First and foremost, I find this story to be sad. As I looked at the picture of her beautiful smiling face as she proudly held up her medal, I immediately wondered how much of the questioning was due to (a) her gender non-conformity (she appears "masculine")(b) her race (she is black), and (c) simple jealousy and sore-loser-itis on the part of her competitors. As South Africa's Youth Communist (EEEEK, THE COMMIES!11!!) League has said:
"It feeds into the commercial stereotypes of how a woman should look, their facial and physical appearance, as perpetuated by backward Eurocentric definition of beauty.
It is this culture which has forced many African women to starve themselves with the objective of reaching the model ramps of Paris and Milan to become the face of this or that product or magazine."

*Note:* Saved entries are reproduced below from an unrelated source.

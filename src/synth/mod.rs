//! Sample synthesis.
//!
//! Each voice is a closed-form function of time. [`synthesize`] evaluates
//! the click voice once per frame and quantizes the result to 16-bit PCM;
//! [`synthesize_sound`] does the same for any [`Sound`] preset.

pub mod click;
pub mod noise;
pub mod notification;
pub mod params;
pub mod pcm;
pub mod sonar;

pub use noise::{FixedSource, RandomSource, RngSource};
pub use params::{SynthesisParameters, DEFAULT_SAMPLE_RATE};

use tracing::{debug, warn};

use crate::types::Sound;

/// Synthesizes the mechanical click.
///
/// Returns exactly `params.sample_count()` samples, drawing one noise
/// value from `source` per sample.
///
/// # Example
///
/// ```ignore
/// use cue_synth::synth::{synthesize, RngSource, SynthesisParameters};
///
/// let params = SynthesisParameters::new(44100, 0.08)?;
/// let samples = synthesize(&params, &mut RngSource::seeded(42));
/// assert_eq!(samples.len(), 3528);
/// ```
pub fn synthesize<S>(params: &SynthesisParameters, source: &mut S) -> Vec<i16>
where
    S: RandomSource + ?Sized,
{
    render_voice(params, |t| click::raw(t, source.next_unit()))
}

/// Synthesizes any preset sound.
///
/// Sonar is noiseless and leaves `source` untouched.
pub fn synthesize_sound<S>(sound: Sound, params: &SynthesisParameters, source: &mut S) -> Vec<i16>
where
    S: RandomSource + ?Sized,
{
    debug!(
        sound = sound.as_str(),
        samples = params.sample_count(),
        sample_rate = params.sample_rate(),
        "Synthesizing"
    );

    match sound {
        Sound::Click => synthesize(params, source),
        Sound::Notification => {
            let duration = params.duration_sec();
            render_voice(params, |t| notification::raw(t, duration, source.next_unit()))
        }
        Sound::Sonar => render_voice(params, sonar::raw),
    }
}

/// Evaluates `voice` at every frame time and quantizes the result.
fn render_voice<F>(params: &SynthesisParameters, mut voice: F) -> Vec<i16>
where
    F: FnMut(f64) -> f64,
{
    let count = params.sample_count();
    let mut samples = Vec::with_capacity(count);
    let mut clipped = 0usize;

    for i in 0..count {
        let amplitude = voice(params.time_at(i));
        if pcm::clips(amplitude) {
            clipped += 1;
        }
        samples.push(pcm::quantize(amplitude));
    }

    if clipped > 0 {
        warn!(clipped, total = count, "Samples saturated during quantization");
    }

    samples
}

#[cfg(test)]
mod tests {
    use super::*;

    /// Counts draws and returns a fixed value.
    struct CountingSource {
        value: f64,
        draws: usize,
    }

    impl RandomSource for CountingSource {
        fn next_unit(&mut self) -> f64 {
            self.draws += 1;
            self.value
        }
    }

    fn params(rate: u32, duration: f64) -> SynthesisParameters {
        SynthesisParameters::new(rate, duration).unwrap()
    }

    #[test]
    fn click_length_matches_sample_count() {
        for (rate, duration) in [(44100, 0.08), (48000, 0.08), (8000, 0.5), (22050, 0.0123)] {
            let p = params(rate, duration);
            let samples = synthesize(&p, &mut RngSource::seeded(1));
            assert_eq!(samples.len(), p.sample_count());
        }
    }

    #[test]
    fn default_click_has_3528_samples() {
        let samples = synthesize(&params(44100, 0.08), &mut RngSource::from_entropy());
        assert_eq!(samples.len(), 3528);
    }

    #[test]
    fn one_draw_per_click_sample() {
        let p = params(44100, 0.08);
        let mut source = CountingSource { value: 0.5, draws: 0 };
        synthesize(&p, &mut source);
        assert_eq!(source.draws, 3528);
    }

    #[test]
    fn sonar_draws_no_noise() {
        let p = params(44100, 0.1);
        let mut source = CountingSource { value: 0.5, draws: 0 };
        let samples = synthesize_sound(Sound::Sonar, &p, &mut source);
        assert_eq!(samples.len(), 4410);
        assert_eq!(source.draws, 0);
    }

    #[test]
    fn seeded_click_is_reproducible() {
        let p = params(44100, 0.08);
        let a = synthesize(&p, &mut RngSource::seeded(42));
        let b = synthesize(&p, &mut RngSource::seeded(42));
        assert_eq!(a, b);
    }

    #[test]
    fn noise_changes_output() {
        let p = params(44100, 0.08);
        let a = synthesize(&p, &mut RngSource::seeded(1));
        let b = synthesize(&p, &mut RngSource::seeded(2));
        assert_ne!(a, b);
    }

    #[test]
    fn silent_noise_is_deterministic_and_starts_at_zero() {
        let p = params(44100, 0.08);
        let a = synthesize(&p, &mut FixedSource::silent());
        let b = synthesize(&p, &mut FixedSource::silent());
        assert_eq!(a, b);
        assert_eq!(a[0], 0);
    }

    #[test]
    fn silent_click_respects_envelope_bound() {
        let p = params(44100, 0.08);
        let samples = synthesize(&p, &mut FixedSource::silent());
        for (i, &sample) in samples.iter().enumerate() {
            let t = p.time_at(i);
            // one LSB of slack for rounding
            let bound = click::PEAK_GAIN * click::envelope(t) * pcm::FULL_SCALE + 1.0;
            assert!((sample as f64).abs() <= bound, "i={}", i);
        }
    }

    #[test]
    fn click_peak_decays() {
        let p = params(44100, 0.08);
        let samples = synthesize(&p, &mut FixedSource::silent());
        let peak = |range: std::ops::Range<usize>| {
            samples[range].iter().map(|s| (*s as i32).abs()).max().unwrap()
        };
        let head = peak(0..882);
        let tail = peak(2646..3528);
        assert!(head > tail * 4, "head={} tail={}", head, tail);
    }

    #[test]
    fn overdriven_noise_saturates_without_wrapping() {
        // A source far outside [0, 1) pushes every sample past full scale.
        let p = params(44100, 0.01);
        let samples = synthesize(&p, &mut FixedSource(1.0e6));
        assert!(samples.iter().all(|&s| s == i16::MAX));

        let samples = synthesize(&p, &mut FixedSource(-1.0e6));
        assert!(samples.iter().all(|&s| s == i16::MIN));
    }

    #[test]
    fn every_preset_fills_its_default_length() {
        for sound in Sound::ALL {
            let p = params(44100, sound.default_duration());
            let samples = synthesize_sound(sound, &p, &mut RngSource::seeded(9));
            assert_eq!(samples.len(), p.sample_count(), "{}", sound);
            assert!(samples.iter().any(|&s| s != 0), "{} is silent", sound);
        }
    }

    #[test]
    fn click_preset_matches_synthesize() {
        let p = params(44100, 0.08);
        let direct = synthesize(&p, &mut RngSource::seeded(5));
        let preset = synthesize_sound(Sound::Click, &p, &mut RngSource::seeded(5));
        assert_eq!(direct, preset);
    }

    #[test]
    fn accepts_trait_objects() {
        let p = params(1000, 0.01);
        let mut source: Box<dyn RandomSource> = Box::new(FixedSource::silent());
        let samples = synthesize(&p, source.as_mut());
        assert_eq!(samples.len(), 10);
    }
}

Now, she could very well have some sort of intersex, chromosomal, or hormonal condition that renders her biological sex ambiguous. Yet, given the pervasive expectations that exist for men and women to conform to certain ideals of beauty, looks, and appearance and the fact that white people are often considered the Default Human, it seems almost certain that had Semenya been a white runner sporting a blond ponytail, we wouldn't be having this conversation. Even though an elite white female runner sporting a blond ponytail could just as likely have a biological anomaly or intersex condition as Semenya.
Regardless of the outcome, I think that instances such as these can be helpful in reminding us all that sex/gender are much more complicated than most people think. In fact, I was pleasantly surprised to find an acknowledgment of that fact in an LA Times article about the incident. It begins:
"Despite what one might think, it is not always easy to tell who is male and who is female."

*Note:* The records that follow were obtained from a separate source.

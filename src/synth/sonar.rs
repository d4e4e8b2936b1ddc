//! Sonar ping voice: a decaying downward sweep followed by two echoes.

use std::f64::consts::TAU;

/// Default sonar length in seconds.
pub const DURATION_SEC: f64 = 1.2;

const PING_DECAY: f64 = 8.0;
const PING_HZ: f64 = 1200.0;
const PING_SWEEP_HZ_PER_SEC: f64 = 200.0;
const RUMBLE_HZ: f64 = 80.0;
const RUMBLE_LEVEL: f64 = 0.15;
const OUTPUT_GAIN: f64 = 0.7;

struct Echo {
    delay_sec: f64,
    hz: f64,
    decay: f64,
    level: f64,
}

const ECHOES: [Echo; 2] = [
    Echo {
        delay_sec: 0.15,
        hz: 1100.0,
        decay: 10.0,
        level: 0.4,
    },
    Echo {
        delay_sec: 0.3,
        hz: 1000.0,
        decay: 12.0,
        level: 0.2,
    },
];

/// Decay envelope of the main ping.
pub fn envelope(t: f64) -> f64 {
    (-t * PING_DECAY).exp()
}

fn echo(t: f64, tap: &Echo) -> f64 {
    if t <= tap.delay_sec {
        return 0.0;
    }
    let local = t - tap.delay_sec;
    (TAU * tap.hz * local).sin() * (-local * tap.decay).exp() * tap.level
}

/// Unquantized sonar amplitude at time `t`.
pub fn raw(t: f64) -> f64 {
    let decay = envelope(t);
    let ping = (TAU * (PING_HZ - PING_SWEEP_HZ_PER_SEC * t) * t).sin() * decay;
    let echoes: f64 = ECHOES.iter().map(|e| echo(t, e)).sum();
    let rumble = (TAU * RUMBLE_HZ * t).sin() * decay * RUMBLE_LEVEL;
    (ping + echoes + rumble) * OUTPUT_GAIN
}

The article then goes on to discuss genetic, chromosomal, and hormonal conditions that can lead to instances where chromosomes, appearance, and hormones do not "match up."
I have written about this before:
"A myriad of hormonal, anatomical, and chromosomal conditions exist that shed light on the inaccuracy and insufficiency of the sex binary. I know that many people believe that XY Anatomical Males constitute the Real Male, XX Anatomical Females constitute the Real Female, and those who do not fall neatly into one of these two categories are errors. Yet, aside from the rudeness of suggesting that some people are mistakes, in reality, I think it is worth exploring whether it's even accurate to say that these Others are flawed males and flawed females. What if, instead, it is more accurate to say that all people exist along a gradation of sex and gender, and that some people are more 'gray' than others? What if, biological sex and gender are often, but not always, concordant?"

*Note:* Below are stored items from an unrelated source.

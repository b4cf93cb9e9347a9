use std::sync::{Arc, Mutex, MutexGuard, PoisonError};

use serde::Deserialize;
use tokio::sync::broadcast;
use tracing::{debug, error, info};

use crate::{
    decoder::{apply_command, decode_command, Applied, Decoded, SetCommand},
    encoder::encode_frame_json,
    SyncContext,
};

/// Encoded frame text, shared by every receiver of one broadcast.
pub type FrameText = Arc<str>;

const EMPTY_FRAME: &str = r#"{"type":"frame","colors":[]}"#;

/// Whether a `set` that reached no mutator still pushes a frame.
#[derive(Debug, Clone, Copy, PartialEq, Eq, Default, Deserialize)]
#[serde(rename_all = "snake_case")]
pub enum SetBroadcast {
    #[default]
    Always,
    WhenApplied,
}

impl SetBroadcast {
    fn should_broadcast(self, applied: Applied) -> bool {
        match self {
            SetBroadcast::Always => true,
            SetBroadcast::WhenApplied => applied.any(),
        }
    }
}

#[derive(Debug, Clone, Copy, PartialEq, Eq)]
pub enum CommandOutcome {
    Ignored,
    Accepted { applied: Applied, broadcast: bool },
}

/// What a newly attached client needs: its private first frame and the
/// shared feed of every later one.
#[derive(Debug)]
pub struct ClientAttachment {
    pub initial: FrameText,
    pub frames: broadcast::Receiver<FrameText>,
}

/// Decides when frames are pushed and serializes every mutating entry point.
#[derive(Debug)]
pub struct FrameSync {
    ctx: SyncContext,
    frames: broadcast::Sender<FrameText>,
    gate: Mutex<()>,
    policy: SetBroadcast,
}

impl FrameSync {
    pub fn new(ctx: SyncContext, capacity: usize, policy: SetBroadcast) -> Self {
        let (frames, _) = broadcast::channel(capacity.max(1));
        Self {
            ctx,
            frames,
            gate: Mutex::new(()),
            policy,
        }
    }

    pub fn context(&self) -> &SyncContext {
        &self.ctx
    }

    pub fn policy(&self) -> SetBroadcast {
        self.policy
    }

    pub fn client_count(&self) -> usize {
        self.frames.receiver_count()
    }

    pub fn current_frame(&self) -> FrameText {
        let _gate = self.lock();
        self.encode()
    }

    /// Subscribes before encoding so no broadcast can fall between the two.
    pub fn attach_client(&self) -> ClientAttachment {
        let _gate = self.lock();
        let frames = self.frames.subscribe();
        let initial = self.encode();
        info!(clients = self.frames.receiver_count(), "client attached");
        ClientAttachment { initial, frames }
    }

    pub fn handle_client_message(&self, raw: &[u8]) -> CommandOutcome {
        match decode_command(raw) {
            Decoded::Set(command) => self.apply(command),
            Decoded::Ignored(reason) => {
                debug!(?reason, "ignoring client message");
                CommandOutcome::Ignored
            }
        }
    }

    pub fn set_power(&self, on: bool) -> CommandOutcome {
        self.apply(SetCommand {
            power: Some(on),
            brightness: None,
        })
    }

    pub fn set_brightness(&self, brightness: u8) -> CommandOutcome {
        self.apply(SetCommand {
            power: None,
            brightness: Some(brightness),
        })
    }

    /// Host hook, called once per render cycle after the strips are updated.
    /// Returns how many clients the frame was queued for.
    pub fn cadence(&self) -> usize {
        let _gate = self.lock();
        self.broadcast_locked()
    }

    /// Runs `paint` and the following broadcast under the gate, so no frame
    /// is ever encoded from a half-updated set of strips. Hosts that write
    /// the buffers from another thread should repaint through this.
    pub fn render_and_push(&self, paint: impl FnOnce()) -> usize {
        let _gate = self.lock();
        paint();
        self.broadcast_locked()
    }

    fn apply(&self, command: SetCommand) -> CommandOutcome {
        let _gate = self.lock();
        let applied = apply_command(self.ctx.status(), command);
        let broadcast = self.policy.should_broadcast(applied);
        if broadcast {
            self.broadcast_locked();
        }
        debug!(?command, ?applied, broadcast, "set command handled");
        CommandOutcome::Accepted { applied, broadcast }
    }

    fn broadcast_locked(&self) -> usize {
        if self.frames.receiver_count() == 0 {
            return 0;
        }
        self.frames.send(self.encode()).unwrap_or(0)
    }

    fn encode(&self) -> FrameText {
        match encode_frame_json(&self.ctx) {
            Ok(text) => FrameText::from(text),
            Err(err) => {
                error!(%err, "failed to encode frame");
                FrameText::from(EMPTY_FRAME)
            }
        }
    }

    fn lock(&self) -> MutexGuard<'_, ()> {
        self.gate.lock().unwrap_or_else(PoisonError::into_inner)
    }
}

#[cfg(test)]
#[path = "tests/sync_tests.rs"]
mod tests;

That is all a long way of saying that it's not accurate to think of humanity as dual. We aren't disparate beings who fit into either a Male box or Female one. While it may please our categorizing minds to conceptualize humanity in such a way, nature is messier than that. Working in combination with our appearances, chromosomes, hormones, anatomy, brains, and physiology we all exist somewhere on a gradation of sex.
If I may use an analogy here, sex in humans is sort of like a bag of Skittles (tm). Some people will insist that we are all either yellow ones or red ones. (Maybe because they think those are the tastiest, who knows). And, despite the observable reality that blue, green, orange, and purple ones also exist, we are still all placed in categories of "red" or "yellow" anyway.
I'm not suggesting we should formally acknowledge a "third" sex. Rather, I'm saying we should take the much more radical step of questioning all "self-evident truths" regarding sex and gender.